*WHAT IS NEEDED*: State how many lines of the records below contain the word "signals", giving the number and nothing else.

········

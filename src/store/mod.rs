//! Relational store: durable rows for posts, events, signals, provider
//! cache, outbox and DLQ. SQLite in WAL mode behind an async mutex; all
//! mutation happens inside explicit transactions.

pub mod events;
pub mod models;
pub mod outbox;
pub mod provider_cache;
pub mod signals;

use std::path::Path;
use std::sync::Arc;

use anyhow::{Context, Result};
use chrono::{DateTime, SecondsFormat, Utc};
use rusqlite::Connection;
use tokio::sync::Mutex;

pub type Db = Arc<Mutex<Connection>>;

/// Open (or create) the database file named by `DATABASE_URL` /
/// `SIGNAL_FLOW_DB`, defaulting to `signal-flow.db`.
pub fn open_from_env() -> Result<Db> {
    let path = crate::envcfg::env_opt("DATABASE_URL")
        .or_else(|| crate::envcfg::env_opt("SIGNAL_FLOW_DB"))
        .unwrap_or_else(|| "signal-flow.db".to_string());
    if path == ":memory:" {
        return open_in_memory();
    }
    open(Path::new(&path))
}

pub fn open(path: &Path) -> Result<Db> {
    if let Some(parent) = path.parent() {
        if !parent.as_os_str().is_empty() {
            std::fs::create_dir_all(parent).context("creating db directory")?;
        }
    }

    let conn = Connection::open(path)
        .with_context(|| format!("opening sqlite at {}", path.display()))?;

    conn.execute_batch("PRAGMA journal_mode = WAL; PRAGMA foreign_keys = ON;")?;
    migrate(&conn)?;

    Ok(Arc::new(Mutex::new(conn)))
}

/// In-memory database for tests.
pub fn open_in_memory() -> Result<Db> {
    let conn = Connection::open_in_memory()?;
    conn.execute_batch("PRAGMA foreign_keys = ON;")?;
    migrate(&conn)?;
    Ok(Arc::new(Mutex::new(conn)))
}

fn migrate(conn: &Connection) -> Result<()> {
    conn.execute_batch(
        "
        CREATE TABLE IF NOT EXISTS raw_posts (
            id               INTEGER PRIMARY KEY AUTOINCREMENT,
            source           TEXT NOT NULL,
            author           TEXT,
            text             TEXT NOT NULL,
            ts               TEXT NOT NULL,
            urls             TEXT NOT NULL DEFAULT '[]',
            token_ca         TEXT,
            symbol           TEXT,
            is_candidate     INTEGER NOT NULL DEFAULT 0,
            sentiment_label  TEXT,
            sentiment_score  REAL,
            keyphrases       TEXT
        );
        CREATE INDEX IF NOT EXISTS idx_raw_posts_source_ts ON raw_posts(source, ts);

        CREATE TABLE IF NOT EXISTS events (
            event_key        TEXT PRIMARY KEY,
            type             TEXT NOT NULL,
            summary          TEXT,
            score            REAL NOT NULL DEFAULT 0,
            evidence         TEXT NOT NULL DEFAULT '[]',
            impacted_assets  TEXT NOT NULL DEFAULT '[]',
            start_ts         TEXT NOT NULL,
            last_ts          TEXT NOT NULL,
            heat_10m         INTEGER NOT NULL DEFAULT 0,
            heat_30m         INTEGER NOT NULL DEFAULT 0,
            topic_hash       TEXT,
            topic_entities   TEXT,
            candidate_score  REAL,
            token_ca         TEXT,
            symbol           TEXT
        );

        CREATE TABLE IF NOT EXISTS signals (
            id                 INTEGER PRIMARY KEY AUTOINCREMENT,
            event_key          TEXT NOT NULL REFERENCES events(event_key) ON DELETE CASCADE,
            type               TEXT NOT NULL,
            market_type        TEXT,
            state              TEXT NOT NULL DEFAULT 'candidate',
            goplus_risk        TEXT,
            buy_tax            REAL,
            sell_tax           REAL,
            lp_lock_days       INTEGER,
            honeypot           INTEGER,
            dex_liquidity      REAL,
            dex_volume_1h      REAL,
            heat_slope         REAL,
            onchain_asof_ts    TEXT,
            onchain_confidence REAL,
            updated_at         TEXT NOT NULL,
            ts                 TEXT NOT NULL
        );
        CREATE INDEX IF NOT EXISTS idx_signals_event_key ON signals(event_key);
        CREATE INDEX IF NOT EXISTS idx_signals_state ON signals(state);

        CREATE TABLE IF NOT EXISTS signal_events (
            id         INTEGER PRIMARY KEY AUTOINCREMENT,
            event_key  TEXT NOT NULL,
            type       TEXT NOT NULL,
            metadata   TEXT NOT NULL DEFAULT '{}',
            created_at TEXT NOT NULL
        );

        CREATE TABLE IF NOT EXISTS provider_cache (
            endpoint     TEXT NOT NULL,
            chain        TEXT NOT NULL DEFAULT '-',
            key          TEXT NOT NULL,
            payload      TEXT NOT NULL,
            payload_hash TEXT NOT NULL,
            status       TEXT NOT NULL DEFAULT 'success',
            fetched_at   TEXT NOT NULL,
            expires_at   TEXT NOT NULL,
            PRIMARY KEY (endpoint, chain, key)
        );

        CREATE TABLE IF NOT EXISTS push_outbox (
            id          INTEGER PRIMARY KEY AUTOINCREMENT,
            channel_id  INTEGER NOT NULL,
            thread_id   INTEGER,
            event_key   TEXT NOT NULL,
            payload     TEXT NOT NULL,
            status      TEXT NOT NULL DEFAULT 'pending',
            attempt     INTEGER NOT NULL DEFAULT 0,
            next_try_at TEXT,
            last_error  TEXT,
            created_at  TEXT NOT NULL,
            updated_at  TEXT NOT NULL
        );
        CREATE INDEX IF NOT EXISTS idx_outbox_status_next ON push_outbox(status, next_try_at);

        CREATE TABLE IF NOT EXISTS push_outbox_dlq (
            id        INTEGER PRIMARY KEY AUTOINCREMENT,
            ref_id    INTEGER NOT NULL,
            snapshot  TEXT NOT NULL,
            failed_at TEXT NOT NULL
        );
        ",
    )?;
    Ok(())
}

/// Current UTC time as a sortable RFC 3339 string (microsecond precision).
pub fn now_ts() -> String {
    to_ts(Utc::now())
}

/// Format a UTC datetime the way the store does.
pub fn to_ts(dt: DateTime<Utc>) -> String {
    dt.to_rfc3339_opts(SecondsFormat::Micros, true)
}

/// Parse a stored timestamp, tolerating plain RFC 3339 variants.
pub fn parse_ts(s: &str) -> Option<DateTime<Utc>> {
    DateTime::parse_from_rfc3339(s)
        .ok()
        .map(|dt| dt.with_timezone(&Utc))
}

········

*ANSWER SECTION*: 5